Monitoring heimischer und invasiver Flusskrebse im Nationalpark Eifel

Projekthintergrund:

Im Rahmen des Life+-Projektes „Wald - Wasser – Wildnis“ (Optimierung von FFH-Lebensräumen im Nationalpark Eifel) wurden in ausgewählten Gewässern Steinkrebse ausgesetzt, mit dem Ziel, diese seltene, ehemals heimische Art in den Mittelgebirgsbächen dauerhaft anzusiedeln. Diese Art ist insbesondere durch die von amerikanischen Flusskrebsen übertragene sog. Krebspest bedroht. Im Nationalpark Eifel ist ein Vorkommen des amerikanischen Kamberkrebses in Obersee und Rurtalsperre bekannt. 2015 konnte zudem das Einwandern des ebenfalls amerikanischen Signalkrebses, in die Urfttalsperre dokumentiert werden.

 

Projektidee:

Ziel des Projektes ist es, mit standardisierten Befischungen, mithilfe von Krebsreusen, ein Monitoring für diese drei Flusskrebsarten zu etablieren.

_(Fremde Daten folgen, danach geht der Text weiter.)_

impl BufferChain {
    pub fn new() -> Self {
        Self::default()
    }

    pub fn front(&self) -> Option<&Buffer> {
        self.blocks.front()
    }

    pub fn back(&self) -> Option<&Buffer> {
        self.blocks.back()
    }

    pub fn is_empty(&self) -> bool {
        self.blocks.is_empty()
    }

    pub fn block_count(&self) -> usize {
        self.blocks.len()
    }

    /// End of stream has been reached by the reader.
    pub fn is_eos(&self) -> bool {
        self.eos
    }

    /// End of stream has been written; further writes are refused.
    pub fn is_closed(&self) -> bool {
        self.eos || self.blocks.back().is_some_and(Buffer::is_eos)
    }

    /// Stream position of the read cursor.
    pub fn bytes_read(&self) -> usize {
        self.read_pos
    }

    /// Stream position one past the last written byte.
    pub fn bytes_written(&self) -> usize {
        self.stream_end
    }

    /// Buffered bytes not yet read.
    pub fn size(&self) -> usize {
        self.stream_end - self.read_pos
    }

    /// Append `bytes`, filling the tail block before taking new ones from
    /// `pool`.
    ///
    /// A write with no bytes and a flag marks the current tail with it; with
    /// no tail an `EOS` flag ends the chain directly. Returns `false` when the
    /// stream has already been closed.
    pub fn write(&mut self, pool: &Pool, bytes: &[u8], flags: BufferFlags) -> bool {
        if self.is_closed() {
            return false;
        }

        let mut rest = bytes;
        while !rest.is_empty() {
            if self.blocks.back().is_none_or(|b| b.available_for_write() == 0) {
                self.blocks.push_back(Buffer::new(pool, self.stream_end));
            }
            let Some(tail) = self.blocks.back_mut() else {
                break;
            };
            let n = tail.write(rest);
            rest = &rest[n..];
            self.stream_end += n;
        }

        let flags = flags & BufferFlags::EOS;
        if !flags.is_empty() {
            match self.blocks.back_mut() {
                Some(tail) => tail.flags |= flags,
                None => self.eos = true,
            }
        }
        true
    }

    /// Append a prepared block, typically a file block. Returns `false` when
    /// the stream has already been closed.
    pub fn append(&mut self, mut buffer: Buffer) -> bool {
        if self.is_closed() {
            return false;
        }
        buffer.absolute = self.stream_end;
        self.stream_end += buffer.len();
        self.read_pos += buffer.consumed();
        self.blocks.push_back(buffer);
        true
    }

    /// Move every block of `other` to the end of this chain, carrying its
    /// end-of-stream mark.
    pub fn append_chain(&mut self, other: &mut BufferChain) -> bool {
        if self.is_closed() {
            return false;
        }
        for block in other.blocks.drain(..) {
            self.append(block);
        }
        if other.eos {
            self.write_eos();
        }
        other.read_pos = other.stream_end;
        true
    }

    fn write_eos(&mut self) {
        match self.blocks.back_mut() {
            Some(tail) => tail.flags |= BufferFlags::EOS,
            None => self.eos = true,
        }
    }

    /// Drop fully consumed blocks from the front.
    pub fn release_empty(&mut self) {
        while let Some(front) = self.blocks.front() {
            if !front.is_drained() {
                break;
            }
            if front.is_eos() {
                self.eos = true;
            }
            self.blocks.pop_front();
        }
    }

    /// Discard every buffered byte.
    pub fn clear(&mut self) {
        if self.blocks.iter().any(Buffer::is_eos) {
            self.eos = true;
        }
        self.blocks.clear();
        self.read_pos = self.stream_end;
    }

    /// Offer unread bytes to `cb` block by block, front to back.
    ///
    /// Returns `Done` when the callback finishes or an end-of-stream block is
    /// drained, `Ok` when every buffered byte was consumed, and the
    /// callback's status when it stops early. With `release` set, drained
    /// blocks are dropped as soon as they are passed.
    pub fn read<F>(&mut self, release: bool, mut cb: F) -> Status
    where
        F: FnMut(&Buffer, &[u8]) -> Consume,
    {
        let mut idx = 0;
        let status = loop {
            let Some(block) = self.blocks.get_mut(idx) else {
                break if self.eos { Status::Done } else { Status::Ok };
            };

            let mut outcome = None;
            while block.available_for_read() > 0 {
                let available = block.available_for_read();
                let res = cb(&*block, block.read_source().unwrap_or(&[]));
                match res {
                    Consume::Continue(n) | Consume::Done(n) => {
                        let n = n.min(available);
                        block.offset += n;
                        self.read_pos += n;
                        if let Consume::Done(_) = res {
                            outcome = Some(Status::Done);
                            break;
                        }
                        if n == 0 {
                            outcome = Some(Status::Declined);
                            break;
                        }
                    }
                    Consume::Stop(status) => {
                        outcome = Some(status);
                        break;
                    }
                }
            }

            if block.is_drained() && block.is_eos() {
                self.eos = true;
                break Status::Done;
            }
            if let Some(status) = outcome {
                break status;
            }

            if release {
                self.blocks.pop_front();
            } else {
                idx += 1;
            }
        };

        if release {
            self.release_empty();
        }
        status
    }

    /// Drain everything readable from `fd` into the chain.
    ///
    /// Sizing comes from `FIONREAD`; reads continue until `EAGAIN` or end of
    /// file. Any other error is returned to the caller.
    pub fn read_from_fd(&mut self, pool: &Pool, fd: c_int) -> io::Result<FdRead> {
        let mut result = FdRead::default();
        loop {
            let pending = syscalls::bytes_available(fd).unwrap_or(0);

            if self.blocks.back().is_none_or(|b| b.available_for_write() == 0) {
                self.blocks.push_back(Buffer::new(pool, self.stream_end));
            }
            let Some(tail) = self.blocks.back_mut() else {
                return Ok(result);
            };
            let Some(target) = tail.write_target() else {
                return Ok(result);
            };
            let want = if pending == 0 {
                target.len()
            } else {
                pending.min(target.len())
            };

            match syscalls::read_nonblocking(fd, &mut target[..want]) {
                Ok(0) => {
                    result.eof = true;
                    return Ok(result);
                }
                Ok(n) => {
                    tail.size += n;
                    self.stream_end += n;
                    result.bytes += n;
                }
                Err(e) if e.kind() == io::ErrorKind::WouldBlock => return Ok(result),
                Err(e) if e.kind() == io::ErrorKind::Interrupted => continue,
                Err(e) => return Err(e),
            }
        }
    }

    /// Transmit buffered bytes to `fd`, releasing sent blocks.
    ///
    /// File blocks go through `sendfile`, memory blocks through `send`.
    /// `EAGAIN` yields `Declined`, any other error `Suspended`. `Done` means
    /// the end-of-stream block has been sent.
    pub fn write_to_fd(&mut self, fd: c_int, bytes_written: &mut usize) -> Status {
        self.read(true, |block, source| {
            let res = loop {
                let res = match block.file() {
                    Some((file, _)) => {
                        let mut off = block.file_offset() as i64;
                        syscalls::sendfile(fd, file.as_raw_fd(), &mut off, block.available_for_read())
                    }
                    None => syscalls::send_nonblocking(fd, source),
                };
                match res {
                    Err(e) if e.kind() == io::ErrorKind::Interrupted => continue,
                    other => break other,
                }
            };

            match res {
                Ok(0) => Consume::Stop(Status::Suspended),
                Ok(n) => {
                    *bytes_written += n;
                    Consume::Continue(n)
                }
                Err(e) if e.kind() == io::ErrorKind::WouldBlock => Consume::Stop(Status::Declined),
                Err(_) => Consume::Stop(Status::Suspended),
            }
        })
    }

    /// Contiguous copy of stream bytes `[start, start + len)`.
    ///
    /// Consumed bytes can be extracted while their blocks are still in the
    /// chain. Returns `None` if any part of the range is not buffered in
    /// memory.
    pub fn extract(&self, start: usize, len: usize) -> Option<Vec<u8>> {
        if start + len > self.stream_end {
            return None;
        }
        let mut out = Vec::with_capacity(len);
        let mut pos = start;
        let end = start + len;
        for block in &self.blocks {
            if pos >= end {
                break;
            }
            let block_end = block.absolute + block.len();
            if block_end <= pos {
                continue;
            }
            if block.absolute > pos {
                return None;
            }
            let take = block_end.min(end) - pos;
            out.extend_from_slice(block.memory_range(pos, take)?);
            pos += take;
        }
        (pos == end).then_some(out)
    }

    /// Borrowed view of `[start, start + len)` when one block holds it,
    /// otherwise an extracted copy.
    pub fn slice(&self, start: usize, len: usize) -> Option<Cow<'_, [u8]>> {
        for block in &self.blocks {
            if block.absolute <= start && start + len <= block.absolute + block.len() {
                if let Some(bytes) = block.memory_range(start, len) {
                    return Some(Cow::Borrowed(bytes));
                }
            }
        }
        self.extract(start, len).map(Cow::Owned)
    }
}
// src/status.rs

/// Outcome of a processing step.
///
/// `Ok`, `Declined`, `Done` and `Suspended` are control results shared by the
/// buffer chain, the request state machine and the `Root` collaborator.
/// `Http` carries an explicit response status chosen by a handler or by the
/// protocol layer.
#[derive(Debug, Clone, Copy, PartialEq, Eq, Hash)]
pub enum Status {
    Ok,
    Declined,
    Done,
    Suspended,
    Http(u16),
}

impl Status {
    pub const BAD_REQUEST: Status = Status::Http(400);
    pub const NOT_FOUND: Status = Status::Http(404);
    pub const PAYLOAD_TOO_LARGE: Status = Status::Http(413);
    pub const INTERNAL_SERVER_ERROR: Status = Status::Http(500);

    /// HTTP status code used when this result becomes a response.
    ///
    /// A completed request is `200`. A request nobody picked up is `400`, and
    /// so is a suspended one when it is forced out before its completion.
    pub fn response_code(self) -> u16 {
        match self {
            Status::Http(code) => code,
            Status::Ok | Status::Done => 200,
            Status::Declined | Status::Suspended => 400,
        }
    }

    pub fn is_error(self) -> bool {
        matches!(self, Status::Http(code) if code >= 400)
    }
}

/// Status line for `code`, without the trailing CRLF.
pub fn status_line(code: u16) -> String {
    format!("HTTP/1.1 {} {}", code, reason_phrase(code))
}

pub fn reason_phrase(code: u16) -> &'static str {
    match code {
        100 => "Continue",
        101 => "Switching Protocols",
        200 => "OK",
        201 => "Created",
        202 => "Accepted",
        204 => "No Content",
        206 => "Partial Content",
        301 => "Moved Permanently",
        302 => "Found",
        303 => "See Other",
        304 => "Not Modified",
        307 => "Temporary Redirect",
        308 => "Permanent Redirect",
        400 => "Bad Request",
        401 => "Unauthorized",
        403 => "Forbidden",
        404 => "Not Found",
        405 => "Method Not Allowed",
        408 => "Request Timeout",
        409 => "Conflict",
        411 => "Length Required",
        413 => "Payload Too Large",
        414 => "URI Too Long",
        415 => "Unsupported Media Type",
        429 => "Too Many Requests",
        431 => "Request Header Fields Too Large",
        500 => "Internal Server Error",
        501 => "Not Implemented",
        502 => "Bad Gateway",
        503 => "Service Unavailable",
        505 => "HTTP Version Not Supported",
        _ => "Unknown",
    }
}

Durch ein entsprechendes Monitoring soll der Erfolg der Besatzmaßnahmen überprüft werden, sowie die Entwicklung nichtheimischer Krebsarten dokumentiert werden. Ein solches Monitoring erlaubt ggf. zeitnahe Maßnahmen im Falle einer Einwanderung in Gewässereinzugsgebiete mit Steinkrebshabitaten.

Die Etablierung, Durchführung und Dokumentation des Krebsmonitorings werden in Eigenleistung der Nationalparkverwaltung, sowie unter Mithilfe von Ehrenamtlichen gewährleistet.

Die Auswertung der erhobenen Daten, sowie erforderliche Maßnahmen werden durch die Nationalparkverwaltung durchgeführt bzw. koordiniert.

 

Projektstand:

Beginn 01.06.2016

 

Projektkosten:

Ca. 4.500,-€

 

Das Projekt wird durch die HIT-Umweltstiftung gefördert.